BOSTON - The Hamilton Company today announced it has acquired the Hill Estates property in Belmont, MA - a 396-unit residential community with on-site management and other offices at a campus off Brighton Street in the town’s easternmost neighborhood.
The $175 million acquisition closed June 18 in a transaction with the property’s long-time owners - the DiGiovanni Family of Belmont. The sale also includes two office properties that are located nearby but off the main Hill Estates campus.

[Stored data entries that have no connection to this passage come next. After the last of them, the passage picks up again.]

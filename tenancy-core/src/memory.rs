use async_trait::async_trait;
use dashmap::mapref::entry::Entry;
use dashmap::DashMap;

use crate::errors::{TenancyError, TenancyResult};
use crate::store::TenantStore;
use crate::tenant::Tenant;

/// In-memory tenant store for tests, demos and single-node deployments.
///
/// Each instance owns its own map; nothing is shared between stores.
#[derive(Debug, Default)]
pub struct InMemoryTenantStore {
    tenants: DashMap<String, Tenant>,
}

impl InMemoryTenantStore {
    pub fn new() -> Self {
        Self {
            tenants: DashMap::new(),
        }
    }

    pub fn len(&self) -> usize {
        self.tenants.len()
    }

    pub fn is_empty(&self) -> bool {
        self.tenants.is_empty()
    }
}

#[async_trait]
impl TenantStore for InMemoryTenantStore {
    async fn add(&self, tenant: Tenant) -> TenancyResult<()> {
        match self.tenants.entry(tenant.id().to_string()) {
            Entry::Occupied(_) => Err(TenancyError::duplicate_tenant(tenant.id())),
            Entry::Vacant(slot) => {
                tracing::debug!(tenant = %tenant.id(), "tenant added");
                slot.insert(tenant);
                Ok(())
            }
        }
    }

    async fn update(&self, tenant: Tenant) -> TenancyResult<()> {
        match self.tenants.get_mut(tenant.id()) {
            Some(mut stored) => {
                tracing::debug!(tenant = %tenant.id(), "tenant updated");
                *stored = tenant;
                Ok(())
            }
            None => Err(TenancyError::tenant_not_found(tenant.id())),
        }
    }

    async fn remove(&self, id: &str) -> TenancyResult<()> {
        if self.tenants.remove(id).is_some() {
            tracing::debug!(tenant = %id, "tenant removed");
        }
        Ok(())
    }

    async fn list_all(&self) -> TenancyResult<Vec<Tenant>> {
        Ok(self.tenants.iter().map(|entry| entry.value().clone()).collect())
    }
}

Bridge financing was provided by KeyBank.
“This acquisition significantly expands our portfolio of high-quality residential properties to nearly 6,000 units in Greater Boston,” said Jameson Brown, Chairman and CEO of The Hamilton Company. “Belmont is one of the most desirable communities in the region, with excellent public amenities and convenient access to public transit and just minutes from Cambridge and downtown Boston.”
The Hamilton Company will staff an on-site management office and operate all property management and maintenance functions for the 396 units and all common areas. Residents will also have access to the Company’s full range of online tenant services, including online rent payments, maintenance requests, and renter’s insurance.
The off-site commercial properties will be marketed and sold by The Hamilton Company as they are not part of the core business and revenue model of the Hill Estates residential community. The company plans to make significant capital improvements to the property including the renovation of all units.